*DATA SHOWN*.
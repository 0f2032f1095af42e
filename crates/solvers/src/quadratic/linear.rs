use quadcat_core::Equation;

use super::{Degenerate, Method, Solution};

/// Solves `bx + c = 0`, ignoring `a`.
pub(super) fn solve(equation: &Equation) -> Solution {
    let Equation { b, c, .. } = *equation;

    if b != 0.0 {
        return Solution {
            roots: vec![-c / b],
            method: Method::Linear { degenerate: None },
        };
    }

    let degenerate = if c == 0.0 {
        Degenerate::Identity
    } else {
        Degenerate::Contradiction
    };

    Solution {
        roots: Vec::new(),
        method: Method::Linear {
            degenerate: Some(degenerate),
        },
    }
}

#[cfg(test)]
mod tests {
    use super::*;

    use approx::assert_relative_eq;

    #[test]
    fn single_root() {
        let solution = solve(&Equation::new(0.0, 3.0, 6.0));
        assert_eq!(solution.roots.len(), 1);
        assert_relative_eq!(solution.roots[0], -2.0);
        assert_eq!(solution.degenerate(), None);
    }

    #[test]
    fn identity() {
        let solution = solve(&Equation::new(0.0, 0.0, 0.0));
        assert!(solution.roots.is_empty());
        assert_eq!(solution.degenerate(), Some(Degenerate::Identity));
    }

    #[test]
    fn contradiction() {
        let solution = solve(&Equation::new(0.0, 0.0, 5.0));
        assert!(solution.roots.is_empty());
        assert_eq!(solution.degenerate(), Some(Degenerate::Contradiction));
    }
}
---
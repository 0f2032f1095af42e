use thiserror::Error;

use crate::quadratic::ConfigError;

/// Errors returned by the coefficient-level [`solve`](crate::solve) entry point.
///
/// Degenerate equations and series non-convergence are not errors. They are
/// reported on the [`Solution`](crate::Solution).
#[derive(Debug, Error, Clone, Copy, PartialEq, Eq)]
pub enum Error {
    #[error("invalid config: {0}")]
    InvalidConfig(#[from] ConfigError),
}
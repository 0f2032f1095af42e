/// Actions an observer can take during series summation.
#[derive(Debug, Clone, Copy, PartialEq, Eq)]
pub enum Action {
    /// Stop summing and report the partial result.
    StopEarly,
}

*TASK REQUIREMENTS*.
Please copy each line of the records above that holds the word "Method".

*TASK RESPONSE*.
use super::{Degenerate, Method, Solution};
            method: Method::Linear { degenerate: None },
        method: Method::Linear {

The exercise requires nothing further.